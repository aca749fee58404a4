//! Priority relay (block engine) submission over JSON-RPC

use async_trait::async_trait;
use serde::{Deserialize, Serialize};
use serde_json::json;
use std::time::Duration;
use tracing::debug;

use super::rpc_errors::RpcManagerError;

/// One relay region
#[derive(Debug, Clone, PartialEq, Eq, Serialize, Deserialize)]
pub struct RelayEndpoint {
    pub region: String,
    pub url: String,
    /// Lower is tried first
    #[serde(default)]
    pub priority: u8,
}

impl RelayEndpoint {
    pub fn new(region: &str, url: &str, priority: u8) -> Self {
        Self {
            region: region.to_string(),
            url: url.to_string(),
            priority,
        }
    }
}

/// Default block-engine regions in the order they are tried
pub fn default_relay_endpoints() -> Vec<RelayEndpoint> {
    vec![
        RelayEndpoint::new("mainnet", "https://mainnet.block-engine.jito.wtf", 1),
        RelayEndpoint::new("NY", "https://ny.mainnet.block-engine.jito.wtf", 2),
        RelayEndpoint::new("Amsterdam", "https://amsterdam.mainnet.block-engine.jito.wtf", 3),
        RelayEndpoint::new("Frankfurt", "https://frankfurt.mainnet.block-engine.jito.wtf", 4),
        RelayEndpoint::new("Tokyo", "https://tokyo.mainnet.block-engine.jito.wtf", 5),
    ]
}

/// A priority submission endpoint
#[async_trait]
pub trait PriorityRelay: Send + Sync + std::fmt::Debug {
    /// Endpoint identity for logs and error messages
    fn endpoint(&self) -> &str;

    /// Region label for logs
    fn region(&self) -> &str {
        self.endpoint()
    }

    /// Submit one signed transaction; returns the relay's transaction id
    async fn send_transaction(&self, encoded_tx: &str) -> Result<String, RpcManagerError>;

    /// Submit an ordered bundle; returns the bundle id
    async fn send_bundle(&self, encoded_txs: &[String]) -> Result<String, RpcManagerError>;
}

#[derive(Debug, Deserialize)]
struct JsonRpcResponse {
    #[serde(default)]
    result: Option<serde_json::Value>,
    #[serde(default)]
    error: Option<JsonRpcError>,
}

#[derive(Debug, Deserialize)]
struct JsonRpcError {
    #[serde(default)]
    code: Option<i64>,
    message: String,
}

/// Block-engine relay for one region
#[derive(Debug)]
pub struct JitoRelay {
    client: reqwest::Client,
    endpoint: RelayEndpoint,
    timeout: Duration,
}

impl JitoRelay {
    pub fn new(endpoint: RelayEndpoint, timeout: Duration) -> Result<Self, RpcManagerError> {
        let client = reqwest::Client::builder()
            .timeout(timeout)
            .build()
            .map_err(|e| RpcManagerError::Configuration(format!("relay HTTP client: {}", e)))?;
        Ok(Self {
            client,
            endpoint,
            timeout,
        })
    }

    async fn call(&self, path: &str, method: &str, params: serde_json::Value) -> Result<String, RpcManagerError> {
        let url = format!("{}{}", self.endpoint.url.trim_end_matches('/'), path);
        let body = json!({
            "jsonrpc": "2.0",
            "id": 1,
            "method": method,
            "params": params,
        });
        let timeout_ms = self.timeout.as_millis() as u64;

        let response = self.client.post(&url).json(&body).send().await.map_err(|e| {
            if e.is_timeout() {
                RpcManagerError::Timeout {
                    endpoint: self.endpoint.url.clone(),
                    timeout_ms,
                }
            } else {
                RpcManagerError::Transport {
                    endpoint: self.endpoint.url.clone(),
                    message: e.to_string(),
                }
            }
        })?;

        let status = response.status();
        let text = response.text().await.map_err(|e| RpcManagerError::Transport {
            endpoint: self.endpoint.url.clone(),
            message: e.to_string(),
        })?;

        let parsed: Option<JsonRpcResponse> = serde_json::from_str(&text).ok();

        if let Some(JsonRpcResponse {
            error: Some(error), ..
        }) = &parsed
        {
            return Err(RpcManagerError::classify(
                &error.message,
                &self.endpoint.url,
                error
                    .code
                    .or_else(|| (!status.is_success()).then_some(status.as_u16() as i64)),
                timeout_ms,
            ));
        }

        if !status.is_success() {
            return Err(RpcManagerError::classify(
                &text,
                &self.endpoint.url,
                Some(status.as_u16() as i64),
                timeout_ms,
            ));
        }

        match parsed.and_then(|p| p.result) {
            Some(serde_json::Value::String(id)) if !id.is_empty() => {
                debug!(region = %self.endpoint.region, method, id = %id, "Relay accepted submission");
                Ok(id)
            }
            other => Err(RpcManagerError::MalformedResponse {
                endpoint: self.endpoint.url.clone(),
                message: format!("expected a string result, got {:?}", other),
            }),
        }
    }
}

#[async_trait]
impl PriorityRelay for JitoRelay {
    fn endpoint(&self) -> &str {
        &self.endpoint.url
    }

    fn region(&self) -> &str {
        &self.endpoint.region
    }

    async fn send_transaction(&self, encoded_tx: &str) -> Result<String, RpcManagerError> {
        self.call(
            "/api/v1/transactions",
            "sendTransaction",
            json!([encoded_tx, { "encoding": "base64" }]),
        )
        .await
    }

    async fn send_bundle(&self, encoded_txs: &[String]) -> Result<String, RpcManagerError> {
        self.call(
            "/api/v1/bundles",
            "sendBundle",
            json!([encoded_txs, { "encoding": "base64" }]),
        )
        .await
    }
}
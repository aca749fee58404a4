//! In-memory collaborators for pipeline integration tests
//!
//! Keys live in [`LocalCustodian`] the way they would in the custodial
//! service; ledgers and relays record every call so tests can assert on
//! ordering and on what was (or was not) sent.

#![allow(dead_code)]

use async_trait::async_trait;
use nonempty::NonEmpty;
use serde_json::json;
use solana_sdk::{
    hash::Hash,
    message::{Message, VersionedMessage},
    pubkey::Pubkey,
    signature::{Keypair, Signature},
    signer::Signer,
    transaction::VersionedTransaction,
};
#[allow(deprecated)]
use solana_sdk::system_instruction;
use std::collections::{HashMap, HashSet};
use std::sync::atomic::{AtomicBool, AtomicU64, AtomicUsize, Ordering};
use std::sync::{Arc, Mutex};
use std::time::Duration;

use txpipe::compat;
use txpipe::confirmation::{ConfirmationSettings, ConfirmationTracker};
use txpipe::rpc_manager::{
    BroadcastRouter, LedgerClient, PriorityRelay, RpcManagerError, SignatureStatus,
    SimulationReport,
};
use txpipe::signer::{CustodialTransport, RemoteSigningClient, SigningError};
use txpipe::tx_builder::{BundleAssembler, TipEstimator, TipPolicy, TransactionBuilderError};
use txpipe::types::{encode_transaction, UnsignedTransaction, ValidityWindow, WalletRef};
use txpipe::wallet_lock::WalletLockManager;
use txpipe::{ExecutorSettings, TransactionExecutor};

pub const BLOCKHASH: Hash = Hash::new_from_array([7; 32]);

/// Shared, ordered record of interesting calls across all fakes
#[derive(Debug, Default, Clone)]
pub struct EventLog(Arc<Mutex<Vec<String>>>);

impl EventLog {
    pub fn push(&self, event: impl Into<String>) {
        self.0.lock().unwrap().push(event.into());
    }

    pub fn events(&self) -> Vec<String> {
        self.0.lock().unwrap().clone()
    }

    pub fn position(&self, event: &str) -> Vec<usize> {
        self.events()
            .iter()
            .enumerate()
            .filter(|(_, e)| e.as_str() == event)
            .map(|(i, _)| i)
            .collect()
    }
}

/// Signing service that holds keypairs in memory
pub struct LocalCustodian {
    keys: HashMap<String, Keypair>,
    delay: Duration,
    events: EventLog,
    in_flight: Mutex<HashMap<String, usize>>,
    pub max_same_wallet_overlap: AtomicUsize,
    total_in_flight: AtomicUsize,
    pub max_total_in_flight: AtomicUsize,
    pub sign_calls: AtomicUsize,
    pub owner_assignments: AtomicUsize,
    missing_owner: Mutex<HashSet<String>>,
    pub unavailable: AtomicBool,
}

impl LocalCustodian {
    pub fn new(wallet_ids: &[&str], delay: Duration, events: EventLog) -> Self {
        Self {
            keys: wallet_ids
                .iter()
                .map(|id| (id.to_string(), Keypair::new()))
                .collect(),
            delay,
            events,
            in_flight: Mutex::new(HashMap::new()),
            max_same_wallet_overlap: AtomicUsize::new(0),
            total_in_flight: AtomicUsize::new(0),
            max_total_in_flight: AtomicUsize::new(0),
            sign_calls: AtomicUsize::new(0),
            owner_assignments: AtomicUsize::new(0),
            missing_owner: Mutex::new(HashSet::new()),
            unavailable: AtomicBool::new(false),
        }
    }

    pub fn wallet(&self, id: &str) -> WalletRef {
        WalletRef::new(id, &self.keys[id].pubkey().to_string()).unwrap()
    }

    /// Make the next signing call for `id` fail with "no owner"
    pub fn drop_owner(&self, id: &str) {
        self.missing_owner.lock().unwrap().insert(id.to_string());
    }

    fn enter(&self, wallet_id: &str) {
        let mut in_flight = self.in_flight.lock().unwrap();
        let count = in_flight.entry(wallet_id.to_string()).or_insert(0);
        *count += 1;
        self.max_same_wallet_overlap.fetch_max(*count, Ordering::SeqCst);
        let total = self.total_in_flight.fetch_add(1, Ordering::SeqCst) + 1;
        self.max_total_in_flight.fetch_max(total, Ordering::SeqCst);
    }

    fn leave(&self, wallet_id: &str) {
        if let Some(count) = self.in_flight.lock().unwrap().get_mut(wallet_id) {
            *count -= 1;
        }
        self.total_in_flight.fetch_sub(1, Ordering::SeqCst);
    }
}

#[async_trait]
impl CustodialTransport for LocalCustodian {
    async fn sign_transaction(
        &self,
        wallet_id: &str,
        unsigned_tx_base64: &str,
    ) -> Result<serde_json::Value, SigningError> {
        self.sign_calls.fetch_add(1, Ordering::SeqCst);
        self.events.push(format!("sign-start:{}", wallet_id));
        self.enter(wallet_id);
        tokio::time::sleep(self.delay).await;
        self.leave(wallet_id);
        self.events.push(format!("sign-end:{}", wallet_id));

        if self.unavailable.load(Ordering::SeqCst) {
            return Err(SigningError::Transport("connection refused".to_string()));
        }
        if self.missing_owner.lock().unwrap().contains(wallet_id) {
            return Err(SigningError::NoOwner {
                wallet_id: wallet_id.to_string(),
            });
        }
        let keypair = self
            .keys
            .get(wallet_id)
            .ok_or_else(|| SigningError::UnknownWallet {
                wallet_id: wallet_id.to_string(),
            })?;

        let unsigned = UnsignedTransaction::from_base64(unsigned_tx_base64).unwrap();
        let mut tx = unsigned.transaction().clone();
        let index = compat::signer_index(&tx.message, &keypair.pubkey()).unwrap();
        tx.signatures[index] = keypair.sign_message(&tx.message.serialize());
        Ok(json!({
            "data": {
                "signed_transaction": encode_transaction(&tx).unwrap(),
                "encoding": "base64"
            }
        }))
    }

    async fn assign_owner(&self, wallet_id: &str) -> Result<(), SigningError> {
        self.owner_assignments.fetch_add(1, Ordering::SeqCst);
        self.missing_owner.lock().unwrap().remove(wallet_id);
        Ok(())
    }
}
________________
Exercise goal: Search the material for the word "unavailable" and copy every matching line.

Completed exercise:
    pub unavailable: AtomicBool,
            unavailable: AtomicBool::new(false),
        if self.unavailable.load(Ordering::SeqCst) {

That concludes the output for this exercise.